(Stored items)

= Beginning of Section =

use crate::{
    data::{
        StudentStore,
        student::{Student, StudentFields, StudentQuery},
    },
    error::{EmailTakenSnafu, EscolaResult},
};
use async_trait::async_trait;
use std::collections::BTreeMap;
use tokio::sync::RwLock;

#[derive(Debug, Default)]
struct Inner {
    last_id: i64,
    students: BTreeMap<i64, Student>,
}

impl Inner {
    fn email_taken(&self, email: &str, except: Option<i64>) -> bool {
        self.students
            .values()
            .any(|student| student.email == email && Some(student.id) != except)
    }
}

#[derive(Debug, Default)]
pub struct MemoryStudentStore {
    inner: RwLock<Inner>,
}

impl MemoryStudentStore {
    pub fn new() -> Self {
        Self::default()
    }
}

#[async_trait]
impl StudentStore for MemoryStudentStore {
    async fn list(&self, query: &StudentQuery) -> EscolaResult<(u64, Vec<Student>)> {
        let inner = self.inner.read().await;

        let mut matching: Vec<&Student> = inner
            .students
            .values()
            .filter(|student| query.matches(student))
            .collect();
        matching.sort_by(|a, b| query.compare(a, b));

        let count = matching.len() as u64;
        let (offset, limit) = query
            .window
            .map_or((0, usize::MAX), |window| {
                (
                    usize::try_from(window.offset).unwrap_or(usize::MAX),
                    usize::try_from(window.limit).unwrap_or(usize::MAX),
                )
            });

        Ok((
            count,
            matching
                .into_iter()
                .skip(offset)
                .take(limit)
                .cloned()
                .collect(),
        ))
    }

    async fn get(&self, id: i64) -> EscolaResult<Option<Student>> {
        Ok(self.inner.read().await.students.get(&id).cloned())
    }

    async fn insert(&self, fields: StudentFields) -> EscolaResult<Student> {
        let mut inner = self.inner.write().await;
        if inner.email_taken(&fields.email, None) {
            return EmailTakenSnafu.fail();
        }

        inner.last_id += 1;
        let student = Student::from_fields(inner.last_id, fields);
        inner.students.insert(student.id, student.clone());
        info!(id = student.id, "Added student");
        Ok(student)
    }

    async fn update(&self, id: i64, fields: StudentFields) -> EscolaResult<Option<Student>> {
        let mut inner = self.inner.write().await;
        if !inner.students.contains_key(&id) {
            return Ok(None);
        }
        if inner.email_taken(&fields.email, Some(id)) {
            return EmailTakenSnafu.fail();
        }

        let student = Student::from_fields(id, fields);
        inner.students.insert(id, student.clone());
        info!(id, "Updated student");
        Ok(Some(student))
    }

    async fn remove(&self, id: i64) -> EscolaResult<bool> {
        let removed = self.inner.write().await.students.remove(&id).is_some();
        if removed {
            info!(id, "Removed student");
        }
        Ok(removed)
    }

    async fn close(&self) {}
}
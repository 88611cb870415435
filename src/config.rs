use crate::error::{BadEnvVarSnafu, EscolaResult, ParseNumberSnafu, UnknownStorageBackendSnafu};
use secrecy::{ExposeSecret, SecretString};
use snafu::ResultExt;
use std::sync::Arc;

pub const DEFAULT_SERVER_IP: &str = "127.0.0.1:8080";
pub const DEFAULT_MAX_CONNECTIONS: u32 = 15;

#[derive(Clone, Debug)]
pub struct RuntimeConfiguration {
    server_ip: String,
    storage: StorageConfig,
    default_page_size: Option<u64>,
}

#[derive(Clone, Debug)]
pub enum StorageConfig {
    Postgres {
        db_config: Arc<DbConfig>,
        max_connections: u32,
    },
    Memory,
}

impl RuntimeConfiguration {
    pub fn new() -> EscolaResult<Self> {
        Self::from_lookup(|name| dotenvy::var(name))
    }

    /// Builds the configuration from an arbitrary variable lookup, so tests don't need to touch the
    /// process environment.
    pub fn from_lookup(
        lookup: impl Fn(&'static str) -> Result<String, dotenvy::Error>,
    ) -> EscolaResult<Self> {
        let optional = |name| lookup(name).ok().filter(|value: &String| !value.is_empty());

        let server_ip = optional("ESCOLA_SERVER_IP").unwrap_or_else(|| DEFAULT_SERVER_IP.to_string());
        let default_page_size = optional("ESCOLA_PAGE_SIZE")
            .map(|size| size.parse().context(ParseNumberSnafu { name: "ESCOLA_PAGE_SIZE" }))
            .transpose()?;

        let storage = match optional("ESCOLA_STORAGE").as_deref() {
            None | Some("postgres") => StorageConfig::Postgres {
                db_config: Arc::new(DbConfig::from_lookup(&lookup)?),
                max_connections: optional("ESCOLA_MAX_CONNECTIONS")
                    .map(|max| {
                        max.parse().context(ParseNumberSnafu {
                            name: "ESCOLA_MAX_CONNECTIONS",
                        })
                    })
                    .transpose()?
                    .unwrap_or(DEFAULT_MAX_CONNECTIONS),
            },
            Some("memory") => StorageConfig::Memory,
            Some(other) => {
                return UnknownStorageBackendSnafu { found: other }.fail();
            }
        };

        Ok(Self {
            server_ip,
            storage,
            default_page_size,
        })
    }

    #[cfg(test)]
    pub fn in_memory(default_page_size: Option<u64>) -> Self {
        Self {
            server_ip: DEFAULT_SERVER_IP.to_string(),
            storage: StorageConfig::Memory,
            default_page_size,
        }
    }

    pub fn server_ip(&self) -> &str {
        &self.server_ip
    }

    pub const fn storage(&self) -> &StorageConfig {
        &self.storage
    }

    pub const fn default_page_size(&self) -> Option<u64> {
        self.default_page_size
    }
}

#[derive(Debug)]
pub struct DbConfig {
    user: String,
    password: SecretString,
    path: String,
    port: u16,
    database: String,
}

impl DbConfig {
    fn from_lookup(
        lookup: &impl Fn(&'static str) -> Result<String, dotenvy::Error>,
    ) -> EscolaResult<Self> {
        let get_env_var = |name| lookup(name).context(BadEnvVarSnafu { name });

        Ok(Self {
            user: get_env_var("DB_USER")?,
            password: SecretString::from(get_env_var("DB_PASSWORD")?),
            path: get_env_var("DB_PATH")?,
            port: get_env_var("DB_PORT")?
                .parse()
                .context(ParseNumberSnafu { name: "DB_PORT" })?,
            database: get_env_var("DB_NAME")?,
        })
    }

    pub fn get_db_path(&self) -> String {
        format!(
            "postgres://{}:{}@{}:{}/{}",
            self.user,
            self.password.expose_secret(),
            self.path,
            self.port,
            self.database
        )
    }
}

= End of Section =

Problem to solve:
What lines in the records contain the word "EscolaResult"? Return each one.

Answer box:
    error::{EmailTakenSnafu, EscolaResult},
    async fn list(&self, query: &StudentQuery) -> EscolaResult<(u64, Vec<Student>)> {
    async fn get(&self, id: i64) -> EscolaResult<Option<Student>> {
    async fn insert(&self, fields: StudentFields) -> EscolaResult<Student> {
    async fn update(&self, id: i64, fields: StudentFields) -> EscolaResult<Option<Student>> {
    async fn remove(&self, id: i64) -> EscolaResult<bool> {
use crate::error::{BadEnvVarSnafu, EscolaResult, ParseNumberSnafu, UnknownStorageBackendSnafu};
    pub fn new() -> EscolaResult<Self> {
    ) -> EscolaResult<Self> {
    ) -> EscolaResult<Self> {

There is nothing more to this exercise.